TASK DESCRIPTION: Output each line of the data word for word, from the first through the line that holds "use tracing::debug;", and leave off whatever follows.
──────── DATA LISTING
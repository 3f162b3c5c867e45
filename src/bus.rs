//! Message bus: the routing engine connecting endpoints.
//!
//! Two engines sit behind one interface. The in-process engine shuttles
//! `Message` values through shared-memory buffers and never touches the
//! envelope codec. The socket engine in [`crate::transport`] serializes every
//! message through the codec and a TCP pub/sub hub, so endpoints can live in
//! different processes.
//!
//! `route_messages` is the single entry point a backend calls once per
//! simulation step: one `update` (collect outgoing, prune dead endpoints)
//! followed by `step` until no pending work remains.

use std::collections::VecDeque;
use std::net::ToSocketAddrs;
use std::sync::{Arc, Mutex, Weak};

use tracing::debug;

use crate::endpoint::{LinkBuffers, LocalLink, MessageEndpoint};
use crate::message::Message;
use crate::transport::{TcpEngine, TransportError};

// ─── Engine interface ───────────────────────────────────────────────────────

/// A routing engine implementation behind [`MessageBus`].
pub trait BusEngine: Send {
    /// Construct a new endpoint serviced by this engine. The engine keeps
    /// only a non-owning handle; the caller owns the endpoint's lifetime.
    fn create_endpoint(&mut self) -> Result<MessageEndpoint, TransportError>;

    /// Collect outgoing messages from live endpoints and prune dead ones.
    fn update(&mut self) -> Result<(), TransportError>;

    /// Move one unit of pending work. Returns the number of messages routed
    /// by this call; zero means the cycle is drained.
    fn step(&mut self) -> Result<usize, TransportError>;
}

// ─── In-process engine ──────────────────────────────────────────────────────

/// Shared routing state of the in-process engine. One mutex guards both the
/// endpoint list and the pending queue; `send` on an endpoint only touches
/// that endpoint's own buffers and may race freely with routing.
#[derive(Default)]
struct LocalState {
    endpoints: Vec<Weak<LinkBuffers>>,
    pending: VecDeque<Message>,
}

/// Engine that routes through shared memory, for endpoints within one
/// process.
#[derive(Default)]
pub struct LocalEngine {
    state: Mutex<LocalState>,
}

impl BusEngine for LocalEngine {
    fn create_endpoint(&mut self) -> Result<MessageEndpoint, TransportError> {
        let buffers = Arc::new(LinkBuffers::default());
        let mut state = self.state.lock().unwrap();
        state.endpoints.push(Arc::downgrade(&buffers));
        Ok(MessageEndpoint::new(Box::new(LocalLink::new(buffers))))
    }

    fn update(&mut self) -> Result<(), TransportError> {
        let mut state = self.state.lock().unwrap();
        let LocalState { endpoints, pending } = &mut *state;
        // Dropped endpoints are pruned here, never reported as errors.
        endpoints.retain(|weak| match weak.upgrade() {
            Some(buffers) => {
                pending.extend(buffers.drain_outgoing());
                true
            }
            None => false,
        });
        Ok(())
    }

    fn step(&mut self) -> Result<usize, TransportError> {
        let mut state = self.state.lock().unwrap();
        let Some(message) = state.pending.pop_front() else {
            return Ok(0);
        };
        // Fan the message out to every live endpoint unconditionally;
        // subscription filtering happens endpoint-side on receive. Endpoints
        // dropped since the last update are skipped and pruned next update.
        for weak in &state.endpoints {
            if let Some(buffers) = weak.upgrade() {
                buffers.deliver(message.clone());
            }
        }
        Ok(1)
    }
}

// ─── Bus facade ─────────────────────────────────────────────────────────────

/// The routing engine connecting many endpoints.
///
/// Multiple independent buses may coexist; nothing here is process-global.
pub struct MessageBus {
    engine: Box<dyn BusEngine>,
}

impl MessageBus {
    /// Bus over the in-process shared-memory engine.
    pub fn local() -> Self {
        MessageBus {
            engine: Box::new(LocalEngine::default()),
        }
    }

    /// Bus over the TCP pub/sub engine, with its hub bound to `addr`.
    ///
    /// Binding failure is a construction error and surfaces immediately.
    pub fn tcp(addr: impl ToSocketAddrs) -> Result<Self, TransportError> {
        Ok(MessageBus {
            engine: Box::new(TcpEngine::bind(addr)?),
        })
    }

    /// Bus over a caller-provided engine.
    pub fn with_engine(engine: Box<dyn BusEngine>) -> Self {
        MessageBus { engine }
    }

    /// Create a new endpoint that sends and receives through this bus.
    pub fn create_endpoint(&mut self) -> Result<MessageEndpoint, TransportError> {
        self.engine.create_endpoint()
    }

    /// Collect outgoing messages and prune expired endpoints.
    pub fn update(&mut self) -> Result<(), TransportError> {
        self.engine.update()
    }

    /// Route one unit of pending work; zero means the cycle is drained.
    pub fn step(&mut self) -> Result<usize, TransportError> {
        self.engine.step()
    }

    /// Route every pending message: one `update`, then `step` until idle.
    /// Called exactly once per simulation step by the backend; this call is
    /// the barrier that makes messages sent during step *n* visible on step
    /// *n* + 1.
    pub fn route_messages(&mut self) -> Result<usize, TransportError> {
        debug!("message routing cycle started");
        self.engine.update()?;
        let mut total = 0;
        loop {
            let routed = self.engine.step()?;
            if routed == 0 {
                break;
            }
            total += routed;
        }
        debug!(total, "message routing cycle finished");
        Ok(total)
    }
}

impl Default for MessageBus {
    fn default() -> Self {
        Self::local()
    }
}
────────────────
SOLUTION TO THIS TASK:
repository 3f162b3c5c867e45
filename src/bus.rs
//! Message bus: the routing engine connecting endpoints.
//!
//! Two engines sit behind one interface. The in-process engine shuttles
//! `Message` values through shared-memory buffers and never touches the
//! envelope codec. The socket engine in [`crate::transport`] serializes every
//! message through the codec and a TCP pub/sub hub, so endpoints can live in
//! different processes.
//!
//! `route_messages` is the single entry point a backend calls once per
//! simulation step: one `update` (collect outgoing, prune dead endpoints)
//! followed by `step` until no pending work remains.

use std::collections::VecDeque;
use std::net::ToSocketAddrs;
use std::sync::{Arc, Mutex, Weak};

use tracing::debug;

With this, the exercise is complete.